* TASK REQUIREMENTS:
Starting with the line that contains "async fn failed_seed_query_retains_the_seed()" and stopping after the line that contains "peer of 10.0.0.1", return each line below exactly as written, with no others.

* DATA SHOWN:
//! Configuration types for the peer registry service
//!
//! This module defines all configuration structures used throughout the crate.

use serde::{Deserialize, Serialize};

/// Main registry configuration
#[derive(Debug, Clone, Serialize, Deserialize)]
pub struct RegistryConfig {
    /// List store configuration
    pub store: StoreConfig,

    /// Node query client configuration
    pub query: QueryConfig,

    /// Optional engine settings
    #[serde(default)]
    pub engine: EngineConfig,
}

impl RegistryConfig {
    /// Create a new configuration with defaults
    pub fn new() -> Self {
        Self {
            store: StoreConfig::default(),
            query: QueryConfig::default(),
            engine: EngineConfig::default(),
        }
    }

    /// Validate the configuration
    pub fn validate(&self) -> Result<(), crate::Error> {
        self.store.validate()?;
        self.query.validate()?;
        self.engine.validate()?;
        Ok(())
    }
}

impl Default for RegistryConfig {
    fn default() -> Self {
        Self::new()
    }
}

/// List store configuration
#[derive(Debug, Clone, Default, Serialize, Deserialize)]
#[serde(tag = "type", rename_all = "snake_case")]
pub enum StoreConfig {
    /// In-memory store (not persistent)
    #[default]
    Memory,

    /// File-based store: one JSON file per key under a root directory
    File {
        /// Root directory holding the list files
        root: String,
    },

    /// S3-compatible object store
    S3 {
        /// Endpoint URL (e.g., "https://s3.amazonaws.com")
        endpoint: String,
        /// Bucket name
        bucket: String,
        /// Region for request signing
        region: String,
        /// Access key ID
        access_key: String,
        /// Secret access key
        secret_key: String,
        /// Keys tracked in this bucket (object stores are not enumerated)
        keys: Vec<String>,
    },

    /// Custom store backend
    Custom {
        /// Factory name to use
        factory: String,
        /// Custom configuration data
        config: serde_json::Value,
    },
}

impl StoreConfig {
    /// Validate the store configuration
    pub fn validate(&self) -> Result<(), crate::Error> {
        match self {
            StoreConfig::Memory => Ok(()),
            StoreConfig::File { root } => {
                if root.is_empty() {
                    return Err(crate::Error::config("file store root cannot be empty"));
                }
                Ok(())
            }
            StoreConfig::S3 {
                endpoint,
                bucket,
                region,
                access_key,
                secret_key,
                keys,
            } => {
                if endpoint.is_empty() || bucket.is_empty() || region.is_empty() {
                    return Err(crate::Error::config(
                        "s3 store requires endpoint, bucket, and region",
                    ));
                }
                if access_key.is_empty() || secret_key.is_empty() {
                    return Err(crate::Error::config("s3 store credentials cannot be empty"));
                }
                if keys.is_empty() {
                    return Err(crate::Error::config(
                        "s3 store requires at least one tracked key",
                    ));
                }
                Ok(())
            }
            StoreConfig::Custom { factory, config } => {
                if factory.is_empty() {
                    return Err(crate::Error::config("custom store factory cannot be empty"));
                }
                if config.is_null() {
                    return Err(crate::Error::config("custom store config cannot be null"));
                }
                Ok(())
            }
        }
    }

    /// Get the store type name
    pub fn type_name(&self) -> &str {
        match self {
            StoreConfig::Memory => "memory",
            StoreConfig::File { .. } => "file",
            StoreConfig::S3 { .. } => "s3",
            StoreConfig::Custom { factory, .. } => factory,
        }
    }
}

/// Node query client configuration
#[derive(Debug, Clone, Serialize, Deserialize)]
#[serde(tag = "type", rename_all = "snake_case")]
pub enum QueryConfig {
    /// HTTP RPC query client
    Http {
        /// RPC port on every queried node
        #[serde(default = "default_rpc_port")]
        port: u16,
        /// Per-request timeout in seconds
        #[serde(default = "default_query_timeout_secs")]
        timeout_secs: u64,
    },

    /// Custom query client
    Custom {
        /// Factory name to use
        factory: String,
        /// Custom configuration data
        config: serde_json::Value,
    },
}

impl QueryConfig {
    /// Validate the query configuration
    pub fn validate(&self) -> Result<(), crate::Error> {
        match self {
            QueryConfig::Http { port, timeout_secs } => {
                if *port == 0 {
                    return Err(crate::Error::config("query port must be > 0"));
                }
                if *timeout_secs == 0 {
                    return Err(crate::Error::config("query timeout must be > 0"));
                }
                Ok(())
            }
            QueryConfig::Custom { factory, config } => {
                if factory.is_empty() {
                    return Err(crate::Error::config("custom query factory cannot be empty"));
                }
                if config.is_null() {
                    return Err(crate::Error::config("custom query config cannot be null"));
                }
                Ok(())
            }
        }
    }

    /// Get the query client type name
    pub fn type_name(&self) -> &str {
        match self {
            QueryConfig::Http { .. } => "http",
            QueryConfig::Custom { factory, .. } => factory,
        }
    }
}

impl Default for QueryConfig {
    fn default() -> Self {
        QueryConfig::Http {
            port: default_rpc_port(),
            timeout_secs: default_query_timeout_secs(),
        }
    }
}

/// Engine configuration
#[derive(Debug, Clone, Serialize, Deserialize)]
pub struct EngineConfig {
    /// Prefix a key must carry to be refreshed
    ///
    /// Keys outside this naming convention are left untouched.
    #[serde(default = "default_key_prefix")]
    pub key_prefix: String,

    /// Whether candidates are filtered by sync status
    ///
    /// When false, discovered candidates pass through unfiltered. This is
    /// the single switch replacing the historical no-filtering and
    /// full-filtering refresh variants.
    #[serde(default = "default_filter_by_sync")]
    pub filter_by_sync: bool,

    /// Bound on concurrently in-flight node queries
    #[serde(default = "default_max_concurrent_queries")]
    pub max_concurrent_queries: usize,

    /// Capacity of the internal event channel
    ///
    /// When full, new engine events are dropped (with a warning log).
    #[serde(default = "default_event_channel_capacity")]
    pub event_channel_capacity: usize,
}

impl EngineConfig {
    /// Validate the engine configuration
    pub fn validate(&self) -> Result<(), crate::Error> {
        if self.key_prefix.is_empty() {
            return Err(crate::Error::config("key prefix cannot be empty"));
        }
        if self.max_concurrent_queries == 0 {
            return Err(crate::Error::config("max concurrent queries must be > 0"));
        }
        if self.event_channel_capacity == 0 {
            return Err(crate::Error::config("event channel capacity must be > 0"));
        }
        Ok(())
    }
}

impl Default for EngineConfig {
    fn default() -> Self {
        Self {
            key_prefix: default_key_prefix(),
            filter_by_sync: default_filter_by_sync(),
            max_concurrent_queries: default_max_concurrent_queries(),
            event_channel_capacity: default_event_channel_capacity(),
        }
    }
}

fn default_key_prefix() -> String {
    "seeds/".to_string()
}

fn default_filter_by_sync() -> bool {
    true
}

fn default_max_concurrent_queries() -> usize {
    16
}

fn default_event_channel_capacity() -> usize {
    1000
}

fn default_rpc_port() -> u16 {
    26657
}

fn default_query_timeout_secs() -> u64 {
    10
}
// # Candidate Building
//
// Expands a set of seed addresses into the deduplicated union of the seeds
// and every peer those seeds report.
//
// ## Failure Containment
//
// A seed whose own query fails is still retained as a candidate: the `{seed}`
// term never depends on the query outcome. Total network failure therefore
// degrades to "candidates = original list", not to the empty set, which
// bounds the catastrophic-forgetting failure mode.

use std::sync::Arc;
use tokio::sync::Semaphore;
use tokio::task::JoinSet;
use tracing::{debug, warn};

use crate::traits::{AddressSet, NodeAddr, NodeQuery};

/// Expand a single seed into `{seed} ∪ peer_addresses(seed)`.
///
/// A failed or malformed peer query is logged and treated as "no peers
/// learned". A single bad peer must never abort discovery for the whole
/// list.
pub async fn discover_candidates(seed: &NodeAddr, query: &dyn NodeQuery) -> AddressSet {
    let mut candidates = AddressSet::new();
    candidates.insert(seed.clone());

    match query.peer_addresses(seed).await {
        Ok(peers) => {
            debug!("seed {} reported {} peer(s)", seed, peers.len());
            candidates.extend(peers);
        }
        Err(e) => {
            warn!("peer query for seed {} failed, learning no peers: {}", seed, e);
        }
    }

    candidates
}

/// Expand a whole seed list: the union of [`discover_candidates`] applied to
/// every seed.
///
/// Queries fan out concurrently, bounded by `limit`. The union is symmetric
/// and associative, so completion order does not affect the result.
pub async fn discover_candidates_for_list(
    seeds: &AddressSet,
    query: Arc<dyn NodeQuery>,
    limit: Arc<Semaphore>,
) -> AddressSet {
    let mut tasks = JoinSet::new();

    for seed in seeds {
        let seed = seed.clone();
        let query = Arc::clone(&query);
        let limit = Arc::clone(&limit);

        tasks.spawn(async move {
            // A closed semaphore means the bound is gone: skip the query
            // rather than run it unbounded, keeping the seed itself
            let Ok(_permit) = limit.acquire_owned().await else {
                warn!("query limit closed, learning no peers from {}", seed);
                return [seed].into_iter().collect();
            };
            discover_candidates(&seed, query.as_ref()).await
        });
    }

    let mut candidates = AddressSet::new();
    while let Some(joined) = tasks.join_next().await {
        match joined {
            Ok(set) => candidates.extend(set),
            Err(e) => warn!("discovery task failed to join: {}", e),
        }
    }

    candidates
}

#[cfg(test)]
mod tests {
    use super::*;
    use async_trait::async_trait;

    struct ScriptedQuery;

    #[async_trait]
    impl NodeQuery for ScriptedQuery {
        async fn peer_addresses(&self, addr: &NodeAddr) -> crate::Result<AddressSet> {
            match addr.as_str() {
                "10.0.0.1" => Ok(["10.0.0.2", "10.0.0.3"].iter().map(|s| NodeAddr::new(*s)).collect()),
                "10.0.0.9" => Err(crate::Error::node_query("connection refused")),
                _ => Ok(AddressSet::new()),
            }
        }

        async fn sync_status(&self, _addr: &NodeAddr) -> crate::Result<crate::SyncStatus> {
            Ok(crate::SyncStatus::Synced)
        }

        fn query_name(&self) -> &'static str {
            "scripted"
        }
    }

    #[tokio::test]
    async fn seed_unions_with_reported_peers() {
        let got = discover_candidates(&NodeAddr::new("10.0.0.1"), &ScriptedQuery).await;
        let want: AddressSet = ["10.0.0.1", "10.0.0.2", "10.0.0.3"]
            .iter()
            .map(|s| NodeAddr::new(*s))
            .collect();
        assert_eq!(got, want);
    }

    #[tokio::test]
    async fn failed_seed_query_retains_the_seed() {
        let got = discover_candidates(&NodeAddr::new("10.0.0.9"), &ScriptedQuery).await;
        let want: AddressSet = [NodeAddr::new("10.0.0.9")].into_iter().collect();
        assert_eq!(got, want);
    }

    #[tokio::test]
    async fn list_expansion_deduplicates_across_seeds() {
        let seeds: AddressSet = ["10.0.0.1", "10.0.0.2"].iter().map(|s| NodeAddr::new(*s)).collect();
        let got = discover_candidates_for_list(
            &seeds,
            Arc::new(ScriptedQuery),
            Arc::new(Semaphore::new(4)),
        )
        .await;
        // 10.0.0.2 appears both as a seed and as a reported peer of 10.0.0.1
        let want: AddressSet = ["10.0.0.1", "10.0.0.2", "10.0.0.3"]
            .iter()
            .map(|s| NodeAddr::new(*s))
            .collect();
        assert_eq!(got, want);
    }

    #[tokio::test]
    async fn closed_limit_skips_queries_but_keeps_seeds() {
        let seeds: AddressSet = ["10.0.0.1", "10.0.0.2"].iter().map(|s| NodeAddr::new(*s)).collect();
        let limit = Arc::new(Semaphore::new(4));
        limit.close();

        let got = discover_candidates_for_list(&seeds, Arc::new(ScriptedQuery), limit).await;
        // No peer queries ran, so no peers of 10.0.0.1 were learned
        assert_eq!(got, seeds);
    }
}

* TASK OUTPUT:
    async fn failed_seed_query_retains_the_seed() {
        let got = discover_candidates(&NodeAddr::new("10.0.0.9"), &ScriptedQuery).await;
        let want: AddressSet = [NodeAddr::new("10.0.0.9")].into_iter().collect();
        assert_eq!(got, want);
    }

    #[tokio::test]
    async fn list_expansion_deduplicates_across_seeds() {
        let seeds: AddressSet = ["10.0.0.1", "10.0.0.2"].iter().map(|s| NodeAddr::new(*s)).collect();
        let got = discover_candidates_for_list(
            &seeds,
            Arc::new(ScriptedQuery),
            Arc::new(Semaphore::new(4)),
        )
        .await;
        // 10.0.0.2 appears both as a seed and as a reported peer of 10.0.0.1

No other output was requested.